Em relação à existência de outro vínculo empregatício entre os participantes do estudo, seis profissionais (14,63%) trabalham em outro estabelecimento, sendo instituição de ensino (dois), outro estabelecimento de saúde (três) e nestes dois estabelecimentos de forma concomitante (um). Inclusive, a relação de complementaridade entre ensino e serviço é mencionada em um dos discursos. “Eu tento conciliar as duas atividades, a de docente e de cirurgiã-dentista que trabalha na ponta, no serviço, porque uma atividade é complementar à outra” (MOC2).

As narrativas dos participantes, cujo processo de trabalho em atenção primária é problematizado, acabam indicando algumas percepções sobre o SUS e a ESF, modelo organizativo da atenção primária, considerando o espaço onde cada um está inserido.

O pouco que a gente conhecia do SUS eram sempre críticas muito negativas, a partir do momento que você começa a fazer parte do sistema, que é necessário o conhecimento das leis que regem e como é que funciona, como é que se estrutura, eu passei a ser um militante (JF5).

Na Estratégia Saúde da Família é fundamental o trabalho em equipe, com isso você consegue participar, dividir seu trabalho também, sabe, isso tudo é importante, porque a Saúde da Família é imensa, é uma coisa assim, muito grande, então um tem que ajudar o outro, não tem como ficar só o médico, o médico, tem que ser o médico, enfermeiro, assistente social, tem que ser um trabalho de equipe. [...] A Saúde da Família não veio pronta, a cada dia surge uma novidade.
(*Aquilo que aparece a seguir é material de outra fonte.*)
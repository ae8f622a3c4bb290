//! Integration tests for the HEXSTRAT simulation core
//!
//! Tests the full stack: map documents, world state, background searches,
//! the interaction state machine, terrain rebuilds, and overlay meshes

use std::sync::Arc;

use hexstrat_core::{
    find_path, find_reachable,
    interaction::{Command, InputEvent, InteractionHandler, InteractionState},
    mesh,
    terrain::LAYER_SEDIMENT,
    vancouver_area, GameConfig, HeightmapSettings, Hex, MapData, MapError, MovementScheme,
    RebuildRegion, TerrainConfig, TerrainEngine, TerrainType, TileGrid, UnitDefinition, World,
};
use hexstrat_jobs::{JobPoll, SearchScheduler};
use rand::SeedableRng;
use rand_chacha::ChaCha8Rng;

// ============================================================================
// TEST FIXTURES
// ============================================================================

/// Seeded random map
fn random_grid(radius: u32, seed: u64) -> TileGrid {
    TileGrid::generate(radius, &mut ChaCha8Rng::seed_from_u64(seed))
}

/// Open plain with a lake to the east and a ridge to the west
fn scenario_grid() -> TileGrid {
    let mut grid = TileGrid::new(5, TerrainType::OpenGround);
    for hex in [Hex::new(2, 0), Hex::new(2, -1), Hex::new(3, -1), Hex::new(3, 0)] {
        grid.set_terrain(hex, TerrainType::ShallowWater);
    }
    for hex in [Hex::new(-2, 0), Hex::new(-2, 1), Hex::new(-2, 2), Hex::new(-2, -1)] {
        grid.set_terrain(hex, TerrainType::Mountains);
    }
    grid.take_dirty();
    grid
}

fn definition(name: &str, scheme: MovementScheme) -> Arc<UnitDefinition> {
    Arc::new(UnitDefinition::new(name, scheme))
}

fn temp_path(name: &str) -> std::path::PathBuf {
    std::env::temp_dir().join(format!("hexstrat-{}-{}.json", name, std::process::id()))
}

// ============================================================================
// MAP DOCUMENTS
// ============================================================================

#[test]
fn test_map_document_file_roundtrip() {
    let grid = random_grid(8, 11);
    let path = temp_path("map");
    grid.to_map_data().save(&path).unwrap();
    let loaded = TileGrid::from_map_data(&MapData::load(&path).unwrap()).unwrap();
    std::fs::remove_file(&path).ok();

    assert_eq!(loaded.radius(), 8);
    assert_eq!(loaded.len(), vancouver_area(8));
    for tile in grid.tiles() {
        assert_eq!(loaded.terrain_at(tile.hex()), Some(tile.terrain));
    }
}

#[test]
fn test_truncated_map_rejected() {
    let mut data = random_grid(3, 5).to_map_data();
    data.tiles.pop();
    assert_eq!(
        TileGrid::from_map_data(&data).unwrap_err(),
        MapError::InvalidTileCount(vancouver_area(3) - 1)
    );
}

#[test]
fn test_generated_map_has_ocean_rim() {
    let grid = random_grid(12, 3);
    for hex in Hex::vancouver_ring(Hex::ORIGIN, 12) {
        assert!(grid.terrain_at(hex).unwrap().is_water());
    }
}

// ============================================================================
// MOVEMENT
// ============================================================================

#[test]
fn test_units_route_around_obstacles() {
    let mut world = World::new(scenario_grid());
    let jeep = world.spawn_unit(definition("jeep", MovementScheme::wheeled()), Hex::ORIGIN).unwrap();
    let boat = world
        .spawn_unit(definition("boat", MovementScheme::naval()), Hex::new(2, 0))
        .unwrap();

    // The jeep cannot cross the lake or the ridge
    let mover = world.mover(jeep).unwrap();
    assert!(find_path(world.grid(), Hex::ORIGIN, Hex::new(3, -1), &mover).is_none());
    let path = find_path(world.grid(), Hex::ORIGIN, Hex::new(4, -1), &mover.clone().with_move_power(10.0)).unwrap();
    for cell in path.cells() {
        assert_eq!(world.grid().terrain_at(*cell), Some(TerrainType::OpenGround));
    }

    // The boat stays inside the lake
    let reach = find_reachable(world.grid(), Hex::new(2, 0), &world.mover(boat).unwrap()).unwrap();
    assert_eq!(reach.landable.len(), 3);
    assert!(reach.pass_through.is_empty());
}

#[test]
fn test_walk_path_through_world() {
    let mut world = World::new(scenario_grid());
    let def = Arc::new(UnitDefinition::new("tank", MovementScheme::tracked()).with_move_power(2.0));
    let tank = world.spawn_unit(def, Hex::ORIGIN).unwrap();
    let goal = Hex::new(-3, 1);

    let path = find_path(world.grid(), Hex::ORIGIN, goal, &world.mover(tank).unwrap()).unwrap();
    for step in 0..path.steps() {
        world.apply_step(tank, &path, step).unwrap();
    }
    assert_eq!(world.unit(tank).unwrap().position, goal);
    let spent = 2.0 - world.unit(tank).unwrap().move_power;
    assert!((spent - path.total_cost()).abs() < 1e-5);
    assert!(world.unit_at(Hex::ORIGIN).is_none());
}

// ============================================================================
// BACKGROUND SEARCH
// ============================================================================

#[tokio::test]
async fn test_scheduler_on_world_snapshot() {
    let mut world = World::new(scenario_grid());
    let jeep = world.spawn_unit(definition("jeep", MovementScheme::wheeled()), Hex::ORIGIN).unwrap();
    let scheduler = SearchScheduler::new(tokio::runtime::Handle::current());

    let snapshot = world.snapshot();
    let job = scheduler.request_reach(jeep, snapshot, Hex::ORIGIN, world.mover(jeep).unwrap());
    // Edits after the request do not reach the running search
    world.set_terrain(Hex::new(1, 0), TerrainType::Mountains).unwrap();

    let reach = job.wait().await.unwrap();
    assert!(reach.contains(Hex::new(1, 0)));
    let fresh = find_reachable(world.grid(), Hex::ORIGIN, &world.mover(jeep).unwrap()).unwrap();
    assert!(!fresh.contains(Hex::new(1, 0)));
}

#[tokio::test]
async fn test_superseded_search_polls_none() {
    let scheduler = SearchScheduler::new(tokio::runtime::Handle::current());
    let grid = Arc::new(random_grid(10, 8));
    let mover = hexstrat_core::Mover::new(definition("plane", MovementScheme::aircraft()), Default::default(), 4.0);
    let unit = hexstrat_core::UnitId(9);

    let mut first = scheduler.request_reach(unit, Arc::clone(&grid), Hex::ORIGIN, mover.clone());
    let second = scheduler.request_reach(unit, grid, Hex::ORIGIN, mover);
    assert_eq!(first.poll(), JobPoll::Done(None));
    assert!(second.wait().await.is_some());
}

// ============================================================================
// INTERACTION
// ============================================================================

#[test]
fn test_interaction_drives_world() {
    let mut world = World::new(scenario_grid());
    let jeep = world.spawn_unit(definition("jeep", MovementScheme::wheeled()), Hex::ORIGIN).unwrap();
    let mut handler = InteractionHandler::new().with_step_seconds(0.1);
    let goal = Hex::new(0, 2);

    // Select, then service each command the handler issues
    let mut pending = handler.handle(&world, InputEvent::PrimaryClick(Hex::ORIGIN));
    let mut steps_applied = 0;
    let mut script = vec![
        InputEvent::Hover(goal),
        InputEvent::PrimaryClick(goal),
        InputEvent::Tick(0.1),
        InputEvent::Tick(0.1),
    ];
    script.reverse();

    loop {
        let mut follow_ups = Vec::new();
        for command in pending.drain(..) {
            match command {
                Command::RequestReach { unit } => {
                    let pos = world.unit(unit).unwrap().position;
                    let reach = find_reachable(world.grid(), pos, &world.mover(unit).unwrap());
                    follow_ups.push(InputEvent::ReachReady { unit, reach });
                }
                Command::RequestPath { unit, goal } => {
                    let pos = world.unit(unit).unwrap().position;
                    let path = find_path(world.grid(), pos, goal, &world.mover(unit).unwrap());
                    follow_ups.push(InputEvent::PathReady { unit, goal, path });
                }
                Command::CompleteStep { unit, path, step } => {
                    world.apply_step(unit, &path, step).unwrap();
                    steps_applied += 1;
                }
                _ => {}
            }
        }
        let next = match follow_ups.pop() {
            Some(event) => event,
            None => match script.pop() {
                Some(event) => event,
                None => break,
            },
        };
        pending = handler.handle(&world, next);
        pending.extend(follow_ups.into_iter().flat_map(|e| handler.handle(&world, e)));
    }

    assert_eq!(steps_applied, 2);
    assert_eq!(world.unit(jeep).unwrap().position, goal);
    assert!(matches!(handler.state(), InteractionState::Selected { reach: Some(_), .. }));
}

// ============================================================================
// TERRAIN
// ============================================================================

#[test]
fn test_terrain_follows_world_edits() {
    let config = GameConfig::default();
    let mut world = World::new(scenario_grid());
    let settings = HeightmapSettings::centered(65, 12.0);
    let mut engine = TerrainEngine::new(config.terrain.clone(), settings);
    engine.rebuild(world.grid(), &RebuildRegion::All);

    // Sample nearest the origin
    let center = 32;
    let before = engine.height_at(center, center).unwrap();

    world.set_terrain(Hex::ORIGIN, TerrainType::ShallowWater).unwrap();
    let region = world.take_terrain_changes().unwrap();
    let patch = engine.rebuild(world.grid(), &region);
    assert!(patch.rect.len() < 65 * 65);

    let after = engine.height_at(center, center).unwrap();
    assert!(after < before);
    assert!(engine.alpha_at(center, center).unwrap()[LAYER_SEDIMENT] > 0.99);

    let mut fresh = TerrainEngine::new(config.terrain, settings);
    fresh.rebuild(world.grid(), &RebuildRegion::All);
    assert_eq!(fresh.heights(), engine.heights());
}

#[test]
fn test_mountain_relief_depends_on_seed() {
    let mut grid = TileGrid::new(2, TerrainType::Mountains);
    grid.take_dirty();
    let settings = HeightmapSettings::centered(33, 4.0);
    let mut a = TerrainEngine::new(TerrainConfig::default().with_noise_seed(1), settings);
    let mut b = TerrainEngine::new(TerrainConfig::default().with_noise_seed(2), settings);
    a.rebuild(&grid, &RebuildRegion::All);
    b.rebuild(&grid, &RebuildRegion::All);
    assert_ne!(a.heights(), b.heights());
    for h in a.heights() {
        assert!((0.0..=1.0).contains(h));
    }
}

// ============================================================================
// OVERLAYS
// ============================================================================

#[test]
fn test_overlays_for_reach_and_path() {
    let world = World::new(scenario_grid());
    let def = definition("jeep", MovementScheme::wheeled());
    let mover = hexstrat_core::Mover::new(def, Default::default(), 0.6);
    let reach = find_reachable(world.grid(), Hex::ORIGIN, &mover).unwrap();
    let style = GameConfig::default().overlay;

    let outline = style.outline(&reach.landable);
    let fill = style.fill(&reach.landable);
    assert!(!outline.is_empty());
    assert_eq!(fill.vertex_count(), reach.landable.len() * 7);

    let path = find_path(world.grid(), Hex::ORIGIN, Hex::new(1, 1), &mover).unwrap();
    let arrow = mesh::arrow(path.cells(), &style.arrow);
    assert!(!arrow.is_empty());
    for n in arrow.triangle_normals() {
        assert!(n.y > 0.99);
    }
}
É um programa político, tem esse lado também, a necessidade de estar sempre fazendo uma educação continuada, seja on-line, seja cursos aqui na unidade (JF16).

Com a mudança do pensamento dos gestores, e do próprio governo, e depois da implantação da Saúde da Família isso começou a mudar, vieram as atividades coletivas, a parte da promoção da saúde, teve uma mudança muito grande, precisa mudar muita coisa ainda, mas os primeiros passos já foram dados (MOC2).

Apesar da riqueza de informações dadas pelos participantes sobre aspectos importantes do SUS, optou-se por garantir o recorte do objeto deste estudo, que é o potencial dos cursos realizados pelo Canal Minas Saúde em gerar processos de educação permanente no ambiente de produção de serviços de saúde.

Os dados demonstram que os profissionais, diante de uma reflexão sobre o trabalho desenvolvido na atenção primária, em especial no âmbito da ESF, reconhecem a necessidade de processos educacionais que auxiliem na construção do modelo de atenção à saúde.